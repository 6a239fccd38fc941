use anyhow::{Context, Result};
use clap::ArgMatches;
use colored::Colorize;
use indicatif::{ProgressBar, ProgressStyle};
use std::path::{Path, PathBuf};
use std::sync::Arc;
use tracing::Level;
use trackmap_core::config::SQLITE_SENTINEL;
use trackmap_core::export::{ExportReport, summary_text, write_snapshot};
use trackmap_core::{
    Config, ConfigError, CrawlPipeline, CrawlSnapshot, DomainParser, ReferenceData, SiteOutcome,
    SiteProgressCallback,
};
use trackmap_source::{CrawlStore, JsonFileSource, SiteSource};

/// How a run reports progress on the terminal.
#[derive(Debug, Clone, Copy, PartialEq, Eq)]
pub enum OutputMode {
    Quiet,
    Progress,
    /// One line per finished site.
    Verbose,
}

impl OutputMode {
    pub fn from_flags(quiet: bool, verbose: bool) -> Self {
        if quiet {
            OutputMode::Quiet
        } else if verbose {
            OutputMode::Verbose
        } else {
            OutputMode::Progress
        }
    }

    fn log_level(self) -> Level {
        match self {
            OutputMode::Quiet => Level::WARN,
            OutputMode::Progress => Level::INFO,
            OutputMode::Verbose => Level::DEBUG,
        }
    }
}

pub fn init_tracing(mode: OutputMode) {
    let _ = tracing_subscriber::fmt()
        .with_max_level(mode.log_level())
        .with_writer(std::io::stderr)
        .try_init();
}

/// Expand `~` in a user-supplied path.
pub fn expand_path(path: &str) -> PathBuf {
    PathBuf::from(shellexpand::tilde(path).as_ref())
}

fn expand_pathbuf(path: &Path) -> PathBuf {
    expand_path(&path.to_string_lossy())
}

/// Build the run configuration: the optional config file first, then every
/// command-line override, then validation.
pub fn build_config(args: &ArgMatches) -> Result<Config> {
    let mut config = match args.get_one::<String>("config") {
        Some(path) => Config::from_file(&expand_path(path))
            .with_context(|| format!("Failed to load config file {}", path))?,
        None => Config::default(),
    };

    if let Some(data) = args.get_one::<String>("data") {
        config.crawler_data_loc = Some(data.clone());
    }
    if let Some(database) = args.get_one::<String>("database") {
        config.database = Some(PathBuf::from(database));
    }
    if let Some(crawl_id) = args.get_one::<String>("crawl-id") {
        config.crawl_id = Some(crawl_id.clone());
    }
    if let Some(region) = args.get_one::<String>("region") {
        config.region_code = Some(region.clone());
    }
    if let Some(parallelism) = args.get_one::<usize>("parallelism") {
        config.parallelism = *parallelism;
    }
    if let Some(extras) = args.get_one::<String>("psl-extras") {
        config.psl_extras = Some(PathBuf::from(extras));
    }
    if let Some(reference) = args.get_one::<String>("reference") {
        config.reference_dir = Some(PathBuf::from(reference));
    }
    if let Some(output) = args.get_one::<String>("output") {
        config.output_dir = PathBuf::from(output);
    }
    if let Some(tag) = args.get_one::<String>("source-tag") {
        config.source_tag = tag.clone();
    }
    if args.get_flag("add-surrogates") {
        config.flags.add_surrogates = true;
    }

    config.crawler_data_loc = config.crawler_data_loc.map(|loc| {
        if loc == SQLITE_SENTINEL {
            loc
        } else {
            expand_path(&loc).display().to_string()
        }
    });
    config.database = config.database.as_deref().map(expand_pathbuf);
    config.psl_extras = config.psl_extras.as_deref().map(expand_pathbuf);
    config.reference_dir = config.reference_dir.as_deref().map(expand_pathbuf);
    config.output_dir = expand_pathbuf(&config.output_dir);

    config.validate()?;
    Ok(config)
}

fn progress_bar(total: usize) -> ProgressBar {
    let pb = ProgressBar::new(total as u64);
    if let Ok(style) = ProgressStyle::default_bar()
        .template("{spinner:.cyan} [{bar:40.cyan/blue}] {pos}/{len} sites ({eta})")
    {
        pb.set_style(style.progress_chars("=>-"));
    }
    pb
}

fn verbose_callback() -> SiteProgressCallback {
    Arc::new(|outcome: &SiteOutcome| match outcome {
        SiteOutcome::Folded { requests } => {
            println!("  {} site folded ({} requests)", "✓".green(), requests)
        }
        SiteOutcome::Skipped => println!("  {} site skipped (no data)", "-".yellow()),
        SiteOutcome::Failed(reason) => println!("  {} site failed: {}", "✗".red(), reason),
    })
}

/// Load reference data, run the pipeline over the configured source and
/// export the snapshot.
pub async fn process_crawl(config: &Config, mode: OutputMode) -> Result<(CrawlSnapshot, ExportReport)> {
    let reference_dir = config
        .reference_dir
        .as_deref()
        .ok_or(ConfigError::Missing("referenceDir"))?;
    let reference = Arc::new(ReferenceData::load(reference_dir)?);
    let parser = Arc::new(match &config.psl_extras {
        Some(path) => DomainParser::from_extras_file(path)?,
        None => DomainParser::new(),
    });

    let source = config.open_source()?;
    let total = source.len()?;

    let mut pipeline = CrawlPipeline::new(parser, reference)
        .with_parallelism(config.parallelism)
        .with_region_code(config.region_code.clone())
        .with_tracker_options(config.tracker_options());

    let progress = match mode {
        OutputMode::Progress => {
            let pb = progress_bar(total);
            let ticker = pb.clone();
            pipeline = pipeline.with_progress_callback(Arc::new(move |_: &SiteOutcome| ticker.inc(1)));
            Some(pb)
        }
        OutputMode::Verbose => {
            pipeline = pipeline.with_progress_callback(verbose_callback());
            None
        }
        OutputMode::Quiet => None,
    };

    let result = pipeline.run(source).await;
    if let Some(pb) = progress {
        pb.finish_and_clear();
    }
    let snapshot = result?;

    let report = write_snapshot(&snapshot, &config.output_dir)
        .with_context(|| format!("Failed to export to {}", config.output_dir.display()))?;
    Ok((snapshot, report))
}

/// Copy every record of a flat-file crawl into the crawl store.
pub fn import_crawl(dir: &Path, database: &Path, crawl_id: &str, region: Option<&str>) -> Result<usize> {
    let mut source = JsonFileSource::open(dir)?;
    let store = CrawlStore::new(database)?;
    let parser = DomainParser::new();

    let mut imported = 0;
    for site in source.sites()? {
        let site = site?;
        let domain = site
            .initial_url
            .as_deref()
            .and_then(|url| parser.parse(url).ok())
            .map(|parsed| parsed.domain().to_string());
        store.insert_site(crawl_id, region, domain.as_deref(), &site)?;
        imported += 1;
    }
    source.close();

    Ok(imported)
}

pub async fn handle_process(sub_matches: &ArgMatches) -> Result<()> {
    let mode = OutputMode::from_flags(
        sub_matches.get_flag("quiet"),
        sub_matches.get_flag("verbose"),
    );
    init_tracing(mode);

    let config = build_config(sub_matches)?;

    if mode != OutputMode::Quiet {
        println!(
            "\nProcessing crawl from {}",
            config
                .crawler_data_loc
                .as_deref()
                .unwrap_or_default()
                .bright_white()
        );
        println!("Parallelism: {}", config.parallelism);
        if let Some(region) = &config.region_code {
            println!("Region: {}", region);
        }
        println!();
    }

    let (snapshot, report) = process_crawl(&config, mode).await?;

    if mode != OutputMode::Quiet {
        print!("{}", summary_text(&snapshot.stats));
        println!(
            "\n{} Exported {} tracker domains and {} entities to {}",
            "✓".green(),
            report.domains,
            report.entities,
            config.output_dir.display().to_string().bright_white()
        );
    }
    Ok(())
}

pub fn handle_import(sub_matches: &ArgMatches) -> Result<()> {
    let quiet = sub_matches.get_flag("quiet");
    init_tracing(OutputMode::from_flags(quiet, false));

    let dir = sub_matches
        .get_one::<String>("DIR")
        .context("missing crawl directory")?;
    let database = sub_matches
        .get_one::<String>("database")
        .context("missing --database")?;
    let crawl_id = sub_matches
        .get_one::<String>("crawl-id")
        .context("missing --crawl-id")?;
    let region = sub_matches.get_one::<String>("region").map(String::as_str);

    let database = expand_path(database);
    let imported = import_crawl(&expand_path(dir), &database, crawl_id, region)?;

    if !quiet {
        println!(
            "{} Imported {} sites into {} (crawl {})",
            "✓".green(),
            imported,
            database.display().to_string().bright_white(),
            crawl_id
        );
    }
    Ok(())
}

=====

*Goal of the exercise:* Exactly how many lines of the data above hold the word "ticker"? The number is the whole answer.

*Finished task:* 2